Saved data entries:

--------------------------------------------------

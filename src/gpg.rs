//! # GnuPG Keyrings
//!
//! Thin adapter over the `gpg` binary. Every invocation is pinned to an
//! explicit `--homedir` and runs in batch mode, so the operator's own keyring
//! is never touched.
//!
//! Listings use the machine-readable colon format (see `doc/DETAILS` in the
//! GnuPG sources). The fields keybank relies on:
//!
//! ```text
//! pub:u:4096:1:0123456789ABCDEF:1700000000:::u:::scESC:::
//! sec:u:4096:1:0123456789ABCDEF:1700000000:::u:::scESC:::#:::
//!     ^ record type     ^ field 5: key id              ^ field 15: token serial,
//!                                                         `#` = stub (no secret)
//! ```

use std::path::Path;
use std::rc::Rc;

use crate::error::Result;
use crate::exec::{arg, CommandOutput, CommandRunner};

/// Index of the key id in a colon record.
const KEY_ID_FIELD: usize = 4;
/// Index of the token serial number in a colon record.
const TOKEN_FIELD: usize = 14;

pub trait KeyringTool {
    /// List public keys of the keyring at `home`. The raw result is returned
    /// so callers can classify failures themselves.
    fn list_public(&self, home: &Path) -> Result<CommandOutput>;

    fn list_secret(&self, home: &Path) -> Result<CommandOutput>;

    /// Export the secret subkeys of `key_id` with their passphrases reset and
    /// without the primary key's secret material.
    fn export_secret_subkeys(&self, home: &Path, key_id: &str, output: &Path) -> Result<()>;

    fn import(&self, home: &Path, file: &Path) -> Result<()>;
}

pub struct Gpg {
    runner: Rc<dyn CommandRunner>,
}

impl Gpg {
    pub fn new(runner: Rc<dyn CommandRunner>) -> Self {
        Self { runner }
    }

    fn args(home: &Path, rest: &[&str]) -> Vec<String> {
        let mut args = vec!["--homedir".to_string(), arg(home), "--batch".to_string()];
        args.extend(rest.iter().map(|s| s.to_string()));
        args
    }
}

impl KeyringTool for Gpg {
    fn list_public(&self, home: &Path) -> Result<CommandOutput> {
        self.runner
            .run("gpg", &Self::args(home, &["--with-colons", "--list-keys"]), None)
    }

    fn list_secret(&self, home: &Path) -> Result<CommandOutput> {
        self.runner.run(
            "gpg",
            &Self::args(home, &["--with-colons", "--list-secret-keys"]),
            None,
        )
    }

    fn export_secret_subkeys(&self, home: &Path, key_id: &str, output: &Path) -> Result<()> {
        let output = arg(output);
        let args = Self::args(
            home,
            &[
                "--export-options",
                "export-reset-subkey-passwd",
                "--output",
                &output,
                "--export-secret-subkeys",
                key_id,
            ],
        );
        self.runner.run_checked("gpg", &args, None)?;
        Ok(())
    }

    fn import(&self, home: &Path, file: &Path) -> Result<()> {
        let file = arg(file);
        self.runner
            .run_checked("gpg", &Self::args(home, &["--import", &file]), None)?;
        Ok(())
    }
}

fn records<'a>(listing: &'a str, kind: &'a str) -> impl Iterator<Item = Vec<&'a str>> + 'a {
    listing
        .lines()
        .map(|line| line.split(':').collect::<Vec<_>>())
        .filter(move |fields| fields.first() == Some(&kind))
}

/// Key id of the first `pub` record.
pub fn primary_key_id(listing: &str) -> Option<String> {
    records(listing, "pub")
        .next()
        .and_then(|fields| fields.get(KEY_ID_FIELD).map(|id| id.to_string()))
        .filter(|id| !id.is_empty())
}

/// Whether the primary secret key in a `--list-secret-keys` listing is a stub.
///
/// A listing without any `sec` record has no primary secret either.
pub fn primary_secret_is_stub(listing: &str) -> bool {
    match records(listing, "sec").next() {
        Some(fields) => fields
            .get(TOKEN_FIELD)
            .is_some_and(|token| token.contains('#')),
        None => true,
    }
}

/// Key ids of every `pub` and `sub` record, in listing order.
pub fn public_key_ids(listing: &str) -> Vec<String> {
    listing
        .lines()
        .map(|line| line.split(':').collect::<Vec<_>>())
        .filter(|fields| matches!(fields.first(), Some(&"pub") | Some(&"sub")))
        .filter_map(|fields| fields.get(KEY_ID_FIELD).map(|id| id.to_string()))
        .collect()
}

--------------------------------------------------

WHAT IS BEING ASKED: Taking the records above, retype every line from the one with "number in a colon record." down to the one with "key's secret material.", exactly and with nothing else.

YOUR SOLUTION:
/// Index of the token serial number in a colon record.
const TOKEN_FIELD: usize = 14;

pub trait KeyringTool {
    /// List public keys of the keyring at `home`. The raw result is returned
    /// so callers can classify failures themselves.
    fn list_public(&self, home: &Path) -> Result<CommandOutput>;

    fn list_secret(&self, home: &Path) -> Result<CommandOutput>;

    /// Export the secret subkeys of `key_id` with their passphrases reset and
    /// without the primary key's secret material.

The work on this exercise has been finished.